Marriages grow stronger not because they avoid problems, but because they learn how to face them together. Every conflict becomes an opportunity to build something—patience, understanding, trust, resilience.
This is why so many people struggle with confidence in marriage. Confidence is not something we are born with. It is developed by doing hard things and surviving them. When couples avoid difficulty, confidence erodes. When they engage it together, confidence grows.
Unity is built when spouses repeatedly choose to work through tension rather than around it.
Peace Is a Bond, Not a Mood
Paul describes peace as a bond. That word matters. A bond is something that holds things together under pressure. Peace, in this sense, is not the absence of conflict—it is the presence of commitment.
Peace does not mean you always agree. It means you stay connected even when you disagree. It means you fight for unity rather than fighting to win.
The book of James reminds us that external conflict often mirrors internal conflict. When we are unsettled within, we struggle to live at peace with others. That’s why unity in marriage is deeply connected to unity with God.
When we are not at peace with Him, we will inevitably struggle to be at peace with one another.
Seeing the Bigger Picture
Many marital conflicts feel enormous in the moment. Words are spoken. Emotions rise. Old wounds resurface. In those moments, it’s easy to lose perspective.
Paul calls us to see something bigger.
Marriage is not just about resolving today’s argument. It is about building a life. It is about forming a shared future. It is about reflecting the unity of the Spirit in a divided world.
When couples remember the larger purpose of their covenant, they respond differently in the moment. They slow down. They choose restraint. They protect peace instead of fueling division.
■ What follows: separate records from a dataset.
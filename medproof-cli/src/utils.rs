//! Common utility functions shared across CLI commands.

use std::path::{Path, PathBuf};
use std::sync::Arc;

use anyhow::{Context, Result};
use chrono::{DateTime, Utc};
use medproof_core::{
    Actor, IntegrityService, KeyFileSigner, MedproofError, Role, ServiceConfig, TransactionSigner,
};
use tracing::debug;

/// Parse a `KEY=VALUE` annotation.
pub fn parse_annotation(raw: &str) -> Result<(String, String), String> {
    let (key, value) = raw
        .split_once('=')
        .ok_or_else(|| format!("expected KEY=VALUE, got '{raw}'"))?;
    let key = key.trim();
    if key.is_empty() {
        return Err(format!("empty key in '{raw}'"));
    }
    Ok((key.to_string(), value.to_string()))
}

/// Read a local input file; failures classify as unreadable input.
pub fn read_input(path: &Path) -> Result<Vec<u8>> {
    std::fs::read(path)
        .map_err(MedproofError::ReadError)
        .with_context(|| format!("Failed to read file: {}", path.display()))
}

/// Check that `path` names a readable regular file without loading it.
pub fn check_readable(path: &Path) -> Result<()> {
    let opened = std::fs::File::open(path).and_then(|file| file.metadata());
    let result = match opened {
        Ok(meta) if meta.is_file() => Ok(()),
        Ok(_) => Err(std::io::Error::new(
            std::io::ErrorKind::InvalidInput,
            "not a regular file",
        )),
        Err(e) => Err(e),
    };
    result
        .map_err(MedproofError::ReadError)
        .with_context(|| format!("Failed to read file: {}", path.display()))
}

/// Write an output file; failures classify as local I/O errors.
pub fn write_output(path: &Path, bytes: &[u8]) -> Result<()> {
    std::fs::write(path, bytes)
        .map_err(|e| MedproofError::StorageError(format!("{}: {e}", path.display())))
        .with_context(|| format!("Failed to write file: {}", path.display()))
}

/// Path of the tampered copy: `report.pdf` becomes `report_tampered.pdf`.
pub fn tampered_path(file: &Path) -> PathBuf {
    let stem = file
        .file_stem()
        .map(|s| s.to_string_lossy().into_owned())
        .unwrap_or_else(|| "file".to_string());
    let name = match file.extension() {
        Some(ext) => format!("{stem}_tampered.{}", ext.to_string_lossy()),
        None => format!("{stem}_tampered"),
    };
    file.with_file_name(name)
}

/// Connect to the ledger and content store, acting as the configured identity.
pub async fn connect(config: &ServiceConfig, role: Role) -> Result<(IntegrityService, Actor)> {
    let signer = config.load_signer().context("Failed to load signing keys")?;
    let identity = config.resolve_identity(&signer)?;
    debug!(%identity, %role, "Acting as");

    let service = config
        .connect(Arc::new(signer))
        .await
        .context("Failed to connect to ledger")?;
    Ok((service, Actor::new(identity, role)))
}

/// Connect for read-only commands. A missing key file is tolerated since
/// nothing will be signed.
pub async fn connect_read_only(config: &ServiceConfig) -> Result<IntegrityService> {
    let signer: Arc<dyn TransactionSigner> = match config.load_signer() {
        Ok(signer) => Arc::new(signer),
        Err(e) => {
            debug!(error = %e, "No signing keys; continuing read-only");
            Arc::new(KeyFileSigner::from_hex_keys(Vec::<String>::new())?)
        }
    };
    config
        .connect(signer)
        .await
        .context("Failed to connect to ledger")
}

pub fn format_timestamp(at: &DateTime<Utc>) -> String {
    at.format("%Y-%m-%d %H:%M:%S UTC").to_string()
}

/// First 16 hex digits, for compact display.
pub fn short(hex: &str) -> &str {
    hex.get(..16).unwrap_or(hex)
}

#[cfg(test)]
mod tests {
    use super::*;
    use chrono::TimeZone;

    #[test]
    fn test_tampered_path() {
        assert_eq!(
            tampered_path(Path::new("dir/report.pdf")),
            PathBuf::from("dir/report_tampered.pdf")
        );
        assert_eq!(
            tampered_path(Path::new("archive.tar.gz")),
            PathBuf::from("archive.tar_tampered.gz")
        );
        assert_eq!(
            tampered_path(Path::new("README")),
            PathBuf::from("README_tampered")
        );
    }

    #[test]
    fn test_check_readable() {
        let dir = tempfile::TempDir::new().unwrap();
        let file = dir.path().join("note.txt");
        std::fs::write(&file, b"ok").unwrap();
        assert!(check_readable(&file).is_ok());

        for path in [dir.path().join("missing.txt"), dir.path().to_path_buf()] {
            let err = check_readable(&path).unwrap_err();
            assert!(matches!(
                err.downcast_ref::<MedproofError>(),
                Some(MedproofError::ReadError(_))
            ));
        }
    }

    #[test]
    fn test_parse_annotation() {
        assert_eq!(
            parse_annotation("ward=3B").unwrap(),
            ("ward".to_string(), "3B".to_string())
        );
        assert_eq!(
            parse_annotation("note=a=b").unwrap(),
            ("note".to_string(), "a=b".to_string())
        );
        assert!(parse_annotation("ward").is_err());
        assert!(parse_annotation("=3B").is_err());
    }

    #[test]
    fn test_format_timestamp() {
        let at = Utc.with_ymd_and_hms(2024, 1, 15, 12, 30, 45).unwrap();
        assert_eq!(format_timestamp(&at), "2024-01-15 12:30:45 UTC");
    }

    #[test]
    fn test_short() {
        assert_eq!(short("0123456789abcdef0123"), "0123456789abcdef");
        assert_eq!(short("abc"), "abc");
    }
}
//! Upload validation.
//!
//! Registration is rejected here, before any fingerprinting or network
//! call, when the file name carries a disallowed extension or the content
//! exceeds the size bound.

use std::collections::BTreeSet;

use crate::error::{MedproofError, Result, DEFAULT_MAX_FILE_SIZE};

/// Extensions accepted for registration (compared case-insensitively).
pub const DEFAULT_ALLOWED_EXTENSIONS: &[&str] = &[
    "png", "jpg", "jpeg", "gif", "bmp", "tiff", "pdf", "doc", "docx", "txt", "csv", "xlsx", "xls",
    "zip", "rar", "mp4", "avi", "mov",
];

/// Allow-list and size bound applied to every registration.
#[derive(Debug, Clone)]
pub struct IntegrityPolicy {
    pub allowed_extensions: BTreeSet<String>,
    pub max_file_size: u64,
}

impl Default for IntegrityPolicy {
    fn default() -> Self {
        let max_file_size = std::env::var("MEDPROOF_MAX_FILE_SIZE_MB")
            .ok()
            .and_then(|v| v.parse::<u64>().ok())
            .map(megabytes)
            .unwrap_or(DEFAULT_MAX_FILE_SIZE);

        Self {
            allowed_extensions: DEFAULT_ALLOWED_EXTENSIONS
                .iter()
                .map(|ext| ext.to_string())
                .collect(),
            max_file_size,
        }
    }
}

/// Size bound in bytes for a configured number of MiB.
fn megabytes(mb: u64) -> u64 {
    mb.saturating_mul(1024 * 1024)
}

/// A file name and size that passed the policy.
#[derive(Debug, Clone, PartialEq, Eq)]
pub struct ValidatedUpload {
    /// Sanitised name, safe to use as a path component.
    pub file_name: String,
    /// Lowercase extension, used as the record's file type when none is given.
    pub extension: String,
}

impl IntegrityPolicy {
    pub fn with_max_file_size(mut self, max_file_size: u64) -> Self {
        self.max_file_size = max_file_size;
        self
    }

    /// Validate a prospective upload.
    pub fn validate(&self, file_name: &str, size: u64) -> Result<ValidatedUpload> {
        let sanitized = sanitize_file_name(file_name);
        if sanitized.is_empty() {
            return Err(MedproofError::ValidationError(format!(
                "File name '{file_name}' is empty after sanitisation"
            )));
        }

        let extension = extension_of(&sanitized).ok_or_else(|| {
            MedproofError::ValidationError(format!("File '{sanitized}' has no extension"))
        })?;

        if !self.allowed_extensions.contains(&extension) {
            return Err(MedproofError::ValidationError(format!(
                "File type '.{extension}' is not allowed"
            )));
        }

        validate_file_size(size, self.max_file_size)?;

        Ok(ValidatedUpload {
            file_name: sanitized,
            extension,
        })
    }
}

/// Validates the size of an uploaded file.
pub fn validate_file_size(size: u64, max_size: u64) -> Result<()> {
    if size > max_size {
        let max_mb = max_size / (1024 * 1024);
        Err(MedproofError::ValidationError(format!(
            "File too large: {size} bytes exceeds maximum of {max_mb} MB"
        )))
    } else {
        Ok(())
    }
}

/// Lowercase extension of a file name, if it has one.
pub fn extension_of(file_name: &str) -> Option<String> {
    let (stem, ext) = file_name.rsplit_once('.')?;
    if stem.is_empty() || ext.is_empty() {
        return None;
    }
    Some(ext.to_ascii_lowercase())
}

/// Reduce a client-supplied file name to a single safe path component.
///
/// Keeps only the final path segment, replaces whitespace with `_`, drops
/// characters outside `[A-Za-z0-9._-]` and strips leading dots.
pub fn sanitize_file_name(file_name: &str) -> String {
    let last = file_name
        .rsplit(['/', '\\'])
        .next()
        .unwrap_or(file_name);

    let cleaned: String = last
        .chars()
        .filter_map(|c| match c {
            c if c.is_ascii_alphanumeric() || matches!(c, '.' | '-' | '_') => Some(c),
            c if c.is_whitespace() => Some('_'),
            _ => None,
        })
        .collect();

    cleaned.trim_start_matches('.').trim_matches('_').to_string()
}

#[cfg(test)]
mod tests {
    use super::*;

    fn policy() -> IntegrityPolicy {
        IntegrityPolicy::default().with_max_file_size(10 * 1024 * 1024)
    }

    #[test]
    fn test_allowed_extension_case_insensitive() {
        let upload = policy().validate("Patient_Note.TXT", 2).unwrap();
        assert_eq!(upload.extension, "txt");
        assert_eq!(upload.file_name, "Patient_Note.TXT");
    }

    #[test]
    fn test_disallowed_extension_rejected() {
        let err = policy().validate("payload.exe", 10).unwrap_err();
        assert!(matches!(err, MedproofError::ValidationError(_)));
        assert!(policy().validate("script.sh", 10).is_err());
        assert!(policy().validate("noextension", 10).is_err());
    }

    #[test]
    fn test_size_bound() {
        let max = 10 * 1024 * 1024;
        assert!(policy().validate("scan.pdf", max).is_ok());
        assert!(policy().validate("scan.pdf", max + 1).is_err());
        assert!(validate_file_size(0, max).is_ok());
    }

    #[test]
    fn test_configured_megabytes_saturate() {
        assert_eq!(megabytes(50), 50 * 1024 * 1024);
        assert_eq!(megabytes(u64::MAX), u64::MAX);
        assert_eq!(megabytes(u64::MAX / 1024), u64::MAX);
    }

    #[test]
    fn test_sanitize_strips_paths_and_specials() {
        assert_eq!(sanitize_file_name("../../etc/passwd.txt"), "passwd.txt");
        assert_eq!(sanitize_file_name("C:\\reports\\lab result.pdf"), "lab_result.pdf");
        assert_eq!(sanitize_file_name(".hidden.txt"), "hidden.txt");
        assert_eq!(sanitize_file_name("x<>|*.csv"), "x.csv");
        assert_eq!(sanitize_file_name("///"), "");
    }

    #[test]
    fn test_empty_after_sanitising_rejected() {
        assert!(policy().validate("...", 1).is_err());
        assert!(policy().validate("", 1).is_err());
    }

    #[test]
    fn test_extension_of() {
        assert_eq!(extension_of("a.tar.GZ"), Some("gz".into()));
        assert_eq!(extension_of(".txt"), None);
        assert_eq!(extension_of("file."), None);
    }
}
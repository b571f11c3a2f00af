//! Environment-driven wiring of the production backends.

use std::path::PathBuf;
use std::sync::Arc;

use tracing::info;

use crate::archive::LocalArchive;
use crate::error::{MedproofError, Result};
use crate::ledger::{EthLedger, KeyFileSigner, LedgerConfig, TransactionSigner};
use crate::record::Identity;
use crate::service::IntegrityService;
use crate::store::{IpfsStore, IpfsStoreConfig};
use crate::validation::IntegrityPolicy;

/// Settings for a service backed by an EVM ledger and an IPFS node.
#[derive(Debug, Clone)]
pub struct ServiceConfig {
    pub ledger: LedgerConfig,
    pub store: IpfsStoreConfig,
    pub archive_dir: PathBuf,
    pub key_file: PathBuf,
    /// Identity to act as when the caller names none.
    pub default_identity: Option<String>,
    pub policy: IntegrityPolicy,
}

impl Default for ServiceConfig {
    fn default() -> Self {
        Self {
            ledger: LedgerConfig::default(),
            store: IpfsStoreConfig::default(),
            archive_dir: std::env::var("MEDPROOF_ARCHIVE_DIR")
                .unwrap_or_else(|_| "uploads/verified_files".to_string())
                .into(),
            key_file: std::env::var("MEDPROOF_KEY_FILE")
                .unwrap_or_else(|_| "private_keys.json".to_string())
                .into(),
            default_identity: std::env::var("MEDPROOF_IDENTITY")
                .ok()
                .filter(|v| !v.trim().is_empty()),
            policy: IntegrityPolicy::default(),
        }
    }
}

impl ServiceConfig {
    pub fn from_env() -> Self {
        Self::default()
    }

    pub fn load_signer(&self) -> Result<KeyFileSigner> {
        KeyFileSigner::load(&self.key_file)
    }

    /// The configured identity, or the first one the signer holds.
    pub fn resolve_identity(&self, signer: &dyn TransactionSigner) -> Result<Identity> {
        match &self.default_identity {
            Some(raw) => raw
                .parse()
                .map_err(|e| MedproofError::ConfigError(format!("MEDPROOF_IDENTITY: {e}"))),
            None => signer.identities().into_iter().next().ok_or_else(|| {
                MedproofError::SigningFailure(format!(
                    "No identities in key file {}",
                    self.key_file.display()
                ))
            }),
        }
    }

    /// Connect to the ledger and content store and build the service.
    pub async fn connect(&self, signer: Arc<dyn TransactionSigner>) -> Result<IntegrityService> {
        let ledger = EthLedger::connect(self.ledger.clone(), signer).await?;
        let store = IpfsStore::with_config(self.store.clone())?;
        info!(
            contract = %ledger.contract_address(),
            chain_id = ledger.chain_id(),
            ipfs = %self.store.api_url,
            archive = %self.archive_dir.display(),
            "Integrity service ready"
        );

        Ok(IntegrityService::new(
            Arc::new(ledger),
            Arc::new(store),
            LocalArchive::new(&self.archive_dir),
        )
        .with_policy(self.policy.clone()))
    }
}

#[cfg(test)]
mod tests {
    use super::*;

    const KEY: &str = "0x4646464646464646464646464646464646464646464646464646464646464646";

    #[test]
    fn test_resolve_identity_defaults_to_first_key() {
        let signer = KeyFileSigner::from_hex_keys([KEY]).unwrap();
        let config = ServiceConfig {
            default_identity: None,
            ..ServiceConfig::default()
        };
        assert_eq!(
            config.resolve_identity(&signer).unwrap().to_hex(),
            "0x9d8a62f656a8d1615c1294fd71e9cfb3e4855a4f"
        );
    }

    #[test]
    fn test_resolve_identity_without_keys_is_signing_failure() {
        let signer = KeyFileSigner::from_hex_keys(Vec::<String>::new()).unwrap();
        let config = ServiceConfig {
            default_identity: None,
            ..ServiceConfig::default()
        };
        assert!(matches!(
            config.resolve_identity(&signer),
            Err(MedproofError::SigningFailure(_))
        ));
    }

    #[test]
    fn test_invalid_configured_identity_is_config_error() {
        let signer = KeyFileSigner::from_hex_keys([KEY]).unwrap();
        let config = ServiceConfig {
            default_identity: Some("bob".into()),
            ..ServiceConfig::default()
        };
        assert!(matches!(
            config.resolve_identity(&signer),
            Err(MedproofError::ConfigError(_))
        ));
    }
}
//! Medproof CLI - register files on the integrity ledger and verify copies.

use std::path::PathBuf;
use std::process::ExitCode;

use anyhow::Result;
use clap::{ArgGroup, Parser, Subcommand};
use colored::Colorize;
use medproof_core::{Identity, RecordId, Role};
use tracing_subscriber::EnvFilter;

mod commands;
mod exit_codes;
mod utils;

const EXIT_CODES_HELP: &str = "\
Exit codes:
  0   Success
  1   General error
  64  Usage error or rejected upload (extension, size)
  65  Integrity mismatch (content differs from the registered fingerprint)
  66  Input file unreadable or record not found
  69  Ledger or content store unavailable
  74  Local I/O error
  76  Record content unavailable
  77  Signing key missing or permission denied

Environment:
  MEDPROOF_RPC_URL, MEDPROOF_CONTRACT_ADDRESS, MEDPROOF_IPFS_URL,
  MEDPROOF_KEY_FILE, MEDPROOF_IDENTITY, MEDPROOF_ARCHIVE_DIR, RUST_LOG";

#[derive(Parser)]
#[command(name = "medproof")]
#[command(author, version, about = "File integrity verification and audit ledger", long_about = None)]
#[command(after_help = EXIT_CODES_HELP)]
struct Cli {
    /// Suppress human-readable output
    #[arg(short, long, global = true)]
    quiet: bool,

    /// Log progress to stderr (repeat for more detail)
    #[arg(short, long, global = true, action = clap::ArgAction::Count)]
    verbose: u8,

    #[command(subcommand)]
    command: Commands,
}

#[derive(Subcommand)]
enum Commands {
    /// Register a file: fingerprint, store and record it on the ledger
    Register {
        #[arg(value_name = "FILE")]
        file: PathBuf,

        /// Subject the file pertains to (e.g. a patient reference)
        #[arg(short, long)]
        subject: String,

        /// Annotation stored with the record, as KEY=VALUE (repeatable)
        #[arg(short, long = "meta", value_name = "KEY=VALUE", value_parser = utils::parse_annotation)]
        meta: Vec<(String, String)>,

        /// Override the file type derived from the extension
        #[arg(long)]
        file_type: Option<String>,

        /// Role to act in
        #[arg(short, long, default_value = "clinician")]
        role: Role,
    },

    /// Verify a file against a registered record
    Verify {
        #[arg(value_name = "ID")]
        id: RecordId,

        #[arg(value_name = "FILE")]
        file: PathBuf,

        /// Notes stored with the verification log entry
        #[arg(short, long)]
        notes: Option<String>,

        /// Role to act in
        #[arg(short, long, default_value = "clinician")]
        role: Role,
    },

    /// Retrieve the stored content of a record
    Fetch {
        #[arg(value_name = "ID")]
        id: RecordId,

        /// Output path (defaults to the registered file name)
        #[arg(short, long)]
        output: Option<PathBuf>,

        /// Role to act in
        #[arg(short, long, default_value = "clinician")]
        role: Role,
    },

    /// Show a file record
    Show {
        #[arg(value_name = "ID")]
        id: RecordId,

        /// Print JSON instead of text
        #[arg(long)]
        json: bool,
    },

    /// Show the verification history of a record
    History {
        #[arg(value_name = "ID")]
        id: RecordId,

        /// Print JSON instead of text
        #[arg(long)]
        json: bool,
    },

    /// List records by subject or by uploader
    #[command(group(ArgGroup::new("selector").required(true).args(["subject", "uploader"])))]
    List {
        /// Subject reference
        #[arg(long)]
        subject: Option<String>,

        /// Uploader identity (0x-prefixed address)
        #[arg(long)]
        uploader: Option<Identity>,

        /// Print JSON instead of text
        #[arg(long)]
        json: bool,
    },

    /// Print the SHA-256 fingerprint of a file (offline)
    Fingerprint {
        #[arg(value_name = "FILE")]
        file: PathBuf,
    },

    /// Write a copy of FILE with one byte appended, for demonstrating detection (offline)
    Tamper {
        #[arg(value_name = "FILE")]
        file: PathBuf,
    },
}

#[tokio::main]
async fn main() -> ExitCode {
    let cli = match Cli::try_parse() {
        Ok(cli) => cli,
        Err(e) => {
            let code = if e.use_stderr() {
                exit_codes::USAGE_ERROR
            } else {
                exit_codes::SUCCESS
            };
            let _ = e.print();
            return ExitCode::from(code);
        }
    };

    init_tracing(cli.verbose);

    match run(cli).await {
        Ok(()) => ExitCode::from(exit_codes::SUCCESS),
        Err(e) => {
            eprintln!("{} {e:#}", "Error:".red().bold());
            ExitCode::from(exit_codes::from_anyhow(&e))
        }
    }
}

fn init_tracing(verbose: u8) {
    let default = match verbose {
        0 => "warn",
        1 => "medproof=info,medproof_core=info",
        _ => "medproof=debug,medproof_core=debug",
    };
    tracing_subscriber::fmt()
        .with_writer(std::io::stderr)
        .with_env_filter(
            EnvFilter::try_from_default_env().unwrap_or_else(|_| EnvFilter::new(default)),
        )
        .init();
}

async fn run(cli: Cli) -> Result<()> {
    let quiet = cli.quiet;
    match cli.command {
        Commands::Register {
            file,
            subject,
            meta,
            file_type,
            role,
        } => commands::register::execute(file, subject, meta, file_type, role, quiet).await,
        Commands::Verify {
            id,
            file,
            notes,
            role,
        } => commands::verify::execute(id, file, notes, role, quiet).await,
        Commands::Fetch { id, output, role } => {
            commands::fetch::execute(id, output, role, quiet).await
        }
        Commands::Show { id, json } => commands::records::show(id, json, quiet).await,
        Commands::History { id, json } => commands::records::history(id, json, quiet).await,
        Commands::List {
            subject,
            uploader,
            json,
        } => commands::records::list(subject, uploader, json, quiet).await,
        Commands::Fingerprint { file } => commands::offline::fingerprint(file),
        Commands::Tamper { file } => commands::offline::tamper(file, quiet),
    }
}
Unity Begins With the Self
One of the most important truths in this passage is often overlooked: the first place unity is formed is not between two people—it is within the individual.
The most progress in marriage is almost always made when one person takes responsibility for their own spiritual health. When we work on ourselves, we contribute to the health of the whole.
Unity does not require perfection from both spouses at the same time. It often begins when one person decides to live worthy of the calling—regardless of how the other responds.
That choice has power.
A Marriage That Reflects the Spirit
Paul calls it the unity of the Spirit. That means unity is not something we manufacture; it is something we steward. The Spirit creates it. We protect it.
When humility, gentleness, patience, and self-denial are practiced consistently, unity becomes visible. Peace becomes tangible. And marriage begins to reflect something eternal.
This is what covenant marriage offers the world—a picture of faithfulness that does not depend on circumstance, emotion, or ease.
Living Worthy of the Calling
Paul began this section urging believers to live worthy of the calling they have received. He ends it by showing us what that life looks like in relationship: effort, unity, peace, and perseverance.
Marriage takes ground when couples see beyond the moment, beyond the argument, beyond the frustration—and commit themselves again to the calling.
Unity is not fragile when it is guarded. Peace is not weak when it is protected. And covenant is not restrictive when it is understood as a calling from God.
Living worthy of that calling does not mean living without struggle. It means living with purpose in the struggle—and choosing unity through the bond of peace.